Using conda/miniconda:
conda env create -f environment.yml
Using mamba:
mamba env create -f environment.yml
When running Laypa always activate the conda environment
conda activate laypa
If not already installed, install the Docker Engine (install instructions). The docker environment can most easily be build with the provided script.
Laypa now has a release on dockerhub. Using the docker of loghi/docker.laypa
, should pull the corresponding laypa docker directly from docker hub. If this fails from some reason it can be pulled manually from here. If it is outdated or requires differences to the source code, please try the Manual Installation.
Building the docker using the provided script:
./buildImage.sh <PATH_TO_LAYPA>
Or the multistage build with some profiler tools taken out (might be smaller):
./buildImage.multistage.sh <PATH_TO_LAYPA>
Click for manual docker install instructions (not recommended)
First copy the Laypa directory to the temporary docker directory:
tmp_dir=$(mktemp -d)
cp -r -T <PATH_TO_LAYPA> $tmp_dir/laypa
cp Dockerfile $tmp_dir/Dockerfile
cp _entrypoint.sh $tmp_dir/_entrypoint.sh
cp .dockerignore $tmp_dir/.dockerignore
Then build the docker image using the following command:
docker build -t loghi/docker.laypa $tmp_dir
Click for minikube install instructions
Minikube is local Kubernetes, allowing you to test the Laypa tools in a Kubernetes environment. If not already installed start with installing minikube (install instructions)
If the docker images have already been built the minikube can run them straight away. To do so, start minikube without any special arguments:
minikube start
Afterwards the docker for Laypa can be added to the running minikube instance using the following command (assuming the Laypa docker was built under the name loghi/docker.laypa):
minikube image load loghi/docker.laypa
It is also possible to build the Laypa docker using the minikube docker instance. This means minikube will need access to the Laypa code. As it stand, this is current still done using a copy command from the local storage.
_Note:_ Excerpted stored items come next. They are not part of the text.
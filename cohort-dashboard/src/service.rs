//! Typed data service and the cache-backed facade every page reads through.

use crate::types::{
    AnalyticsSnapshot, CommunityInsights, CommunitySummary, DashboardPayload, MemberQuery,
    MemberSummary, PersonalOverview,
};
use async_trait::async_trait;
use cohort_cache::{CacheKey, CoalescingLoader};
use cohort_core::{CommunityId, DataLoadingStrategy, LoadError, Role, UserId};
use futures_util::future::{join_all, BoxFuture};
use futures_util::FutureExt;
use std::sync::Arc;
use tracing::{debug, info};

pub const COMMUNITY_SUMMARY_OP: &str = "community-summary";
pub const COMMUNITY_INSIGHTS_OP: &str = "community-insights";
pub const DASHBOARD_OP: &str = "dashboard";
pub const MEMBERS_OP: &str = "members";
pub const ANALYTICS_OP: &str = "analytics";
pub const PERSONAL_OP: &str = "personal";

/// Remote calls behind the dashboard. Implementations do no caching.
#[async_trait]
pub trait DashboardService: Send + Sync {
    async fn community_summary(&self, community: &CommunityId) -> Result<CommunitySummary, LoadError>;
    async fn community_insights(&self, community: &CommunityId) -> Result<CommunityInsights, LoadError>;
    async fn dashboard(&self, user: &UserId) -> Result<DashboardPayload, LoadError>;
    async fn members(&self, query: &MemberQuery) -> Result<Vec<MemberSummary>, LoadError>;
    async fn analytics(&self, community: &CommunityId) -> Result<AnalyticsSnapshot, LoadError>;
    async fn personal_overview(&self, user: &UserId) -> Result<PersonalOverview, LoadError>;
}

/// Outcome of [`DashboardData::refresh_all`].
#[derive(Debug, Clone, Default, PartialEq)]
pub struct RefreshSummary {
    pub cleared: usize,
    pub refreshed: Vec<&'static str>,
    pub failed: Vec<(&'static str, LoadError)>,
}

impl RefreshSummary {
    pub fn is_complete(&self) -> bool {
        self.failed.is_empty()
    }
}

/// Every dashboard read, routed through the shared [`CoalescingLoader`].
#[derive(Clone)]
pub struct DashboardData {
    loader: CoalescingLoader,
    service: Arc<dyn DashboardService>,
}

impl DashboardData {
    pub fn new(loader: CoalescingLoader, service: Arc<dyn DashboardService>) -> Self {
        Self { loader, service }
    }

    pub fn loader(&self) -> &CoalescingLoader {
        &self.loader
    }

    pub async fn community_summary(
        &self,
        community: &CommunityId,
        force_refresh: bool,
    ) -> Result<CommunitySummary, LoadError> {
        let key = CacheKey::scoped(COMMUNITY_SUMMARY_OP, community);
        let service = self.service.clone();
        let community = community.clone();
        self.loader
            .get_or_load(
                &key,
                move || async move { service.community_summary(&community).await },
                force_refresh,
            )
            .await
    }

    pub async fn community_insights(
        &self,
        community: &CommunityId,
        force_refresh: bool,
    ) -> Result<CommunityInsights, LoadError> {
        let key = CacheKey::scoped(COMMUNITY_INSIGHTS_OP, community);
        let service = self.service.clone();
        let community = community.clone();
        self.loader
            .get_or_load(
                &key,
                move || async move { service.community_insights(&community).await },
                force_refresh,
            )
            .await
    }

    pub async fn dashboard(
        &self,
        user: &UserId,
        force_refresh: bool,
    ) -> Result<DashboardPayload, LoadError> {
        let key = CacheKey::scoped(DASHBOARD_OP, user);
        let service = self.service.clone();
        let user = user.clone();
        self.loader
            .get_or_load(&key, move || async move { service.dashboard(&user).await }, force_refresh)
            .await
    }

    pub async fn members(
        &self,
        query: &MemberQuery,
        force_refresh: bool,
    ) -> Result<Vec<MemberSummary>, LoadError> {
        let key = CacheKey::for_operation(MEMBERS_OP, query)
            .map_err(|err| LoadError::decode(err.to_string()))?;
        let service = self.service.clone();
        let query = query.clone();
        self.loader
            .get_or_load(&key, move || async move { service.members(&query).await }, force_refresh)
            .await
    }

    pub async fn users(&self, force_refresh: bool) -> Result<Vec<MemberSummary>, LoadError> {
        self.members(&MemberQuery::all(), force_refresh).await
    }

    pub async fn mentors(
        &self,
        community: Option<&CommunityId>,
        force_refresh: bool,
    ) -> Result<Vec<MemberSummary>, LoadError> {
        self.members(&MemberQuery::role_in(Role::Mentor, community), force_refresh)
            .await
    }

    pub async fn students(
        &self,
        community: Option<&CommunityId>,
        force_refresh: bool,
    ) -> Result<Vec<MemberSummary>, LoadError> {
        self.members(&MemberQuery::role_in(Role::Student, community), force_refresh)
            .await
    }

    pub async fn analytics(
        &self,
        community: &CommunityId,
        force_refresh: bool,
    ) -> Result<AnalyticsSnapshot, LoadError> {
        let key = CacheKey::scoped(ANALYTICS_OP, community);
        let service = self.service.clone();
        let community = community.clone();
        self.loader
            .get_or_load(
                &key,
                move || async move { service.analytics(&community).await },
                force_refresh,
            )
            .await
    }

    pub async fn personal_overview(
        &self,
        user: &UserId,
        force_refresh: bool,
    ) -> Result<PersonalOverview, LoadError> {
        let key = CacheKey::scoped(PERSONAL_OP, user);
        let service = self.service.clone();
        let user = user.clone();
        self.loader
            .get_or_load(
                &key,
                move || async move { service.personal_overview(&user).await },
                force_refresh,
            )
            .await
    }

    /// Drop the community-scoped entries for one community.
    pub fn invalidate_community(&self, community: &CommunityId) -> usize {
        [COMMUNITY_SUMMARY_OP, COMMUNITY_INSIGHTS_OP, ANALYTICS_OP]
            .into_iter()
            .filter(|op| self.loader.invalidate(&CacheKey::scoped(op, community)))
            .count()
    }

    /// Drop every member listing regardless of filter.
    pub fn invalidate_members(&self) -> usize {
        self.loader.invalidate_prefix(MEMBERS_OP)
    }

    /// Clear the cache, then re-issue the strategy's batch with
    /// `force_refresh = true`. Loads run concurrently; one failure does not
    /// stop the others.
    pub async fn refresh_all(
        &self,
        strategy: DataLoadingStrategy,
        user: Option<&UserId>,
        community: Option<&CommunityId>,
    ) -> RefreshSummary {
        let cleared = self.loader.clear();
        let mut batch: Vec<(&'static str, BoxFuture<'_, Result<(), LoadError>>)> = Vec::new();

        if let Some(user) = user {
            batch.push((DASHBOARD_OP, self.dashboard(user, true).map(discard).boxed()));
            if strategy.load_personal {
                batch.push((PERSONAL_OP, self.personal_overview(user, true).map(discard).boxed()));
            }
        }
        if strategy.load_users {
            batch.push(("users", self.users(true).map(discard).boxed()));
        }
        if strategy.load_mentors {
            batch.push(("mentors", self.mentors(community, true).map(discard).boxed()));
        }
        if strategy.load_students {
            batch.push(("students", self.students(community, true).map(discard).boxed()));
        }
        if let Some(community) = community {
            if strategy.load_community {
                batch.push((
                    COMMUNITY_SUMMARY_OP,
                    self.community_summary(community, true).map(discard).boxed(),
                ));
                batch.push((
                    COMMUNITY_INSIGHTS_OP,
                    self.community_insights(community, true).map(discard).boxed(),
                ));
            }
            if strategy.load_analytics {
                batch.push((ANALYTICS_OP, self.analytics(community, true).map(discard).boxed()));
            }
        }

        let (names, loads): (Vec<_>, Vec<_>) = batch.into_iter().unzip();
        debug!(cleared, loads = names.len(), "refreshing dashboard data");
        let results = join_all(loads).await;

        let mut summary = RefreshSummary {
            cleared,
            ..RefreshSummary::default()
        };
        for (name, result) in names.into_iter().zip(results) {
            match result {
                Ok(()) => summary.refreshed.push(name),
                Err(err) => summary.failed.push((name, err)),
            }
        }
        info!(
            refreshed = summary.refreshed.len(),
            failed = summary.failed.len(),
            "dashboard refresh finished"
        );
        summary
    }
}

fn discard<T>(result: Result<T, LoadError>) -> Result<(), LoadError> {
    result.map(|_| ())
}

impl std::fmt::Debug for DashboardData {
    fn fmt(&self, f: &mut std::fmt::Formatter<'_>) -> std::fmt::Result {
        f.debug_struct("DashboardData")
            .field("loader", &self.loader)
            .finish_non_exhaustive()
    }
}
In order to do so start the minikube with the mount argument:
minikube start --mount
This will make the machines filesystem available to minikube. Then ssh into the running minikube:
minikube ssh
Within the ssh minikube go to the location of the laypa where the host /home/<user>
is mounted to minikube-host
cd minikube-host/<PATH_TO_LAYPA>
And follow the instructions for install a docker version of Laypa as described here
When successful the docker image should be available under the name loghi/docker.laypa
. This can be verified using the following command:
docker image ls
And checking if loghi/docker.laypa is present in the list of built images.
Some initial pretrained models can be found here.
The dataset used for training requires images combined with ground truth pageXML. For structure the pageXML needs to be inside a directory one level down from the images. The dataset can be split over multiple directories, with the image paths specified in a .txt
file. The structure should look as follows:
training_data
├── page
│ ├── image1.xml
│ ├── image2.xml
│ ├── image3.xml
│ └── ...
├── image1.jpg
├── image2.jpg
├── image3.jpg
└── ...
Where the image and pageXML filename stems should match image1.jpg <-> image1.xml
. For the .txt
based dataset absolute paths to the images are recommended. The structure for the data used as validation is the same as that for training.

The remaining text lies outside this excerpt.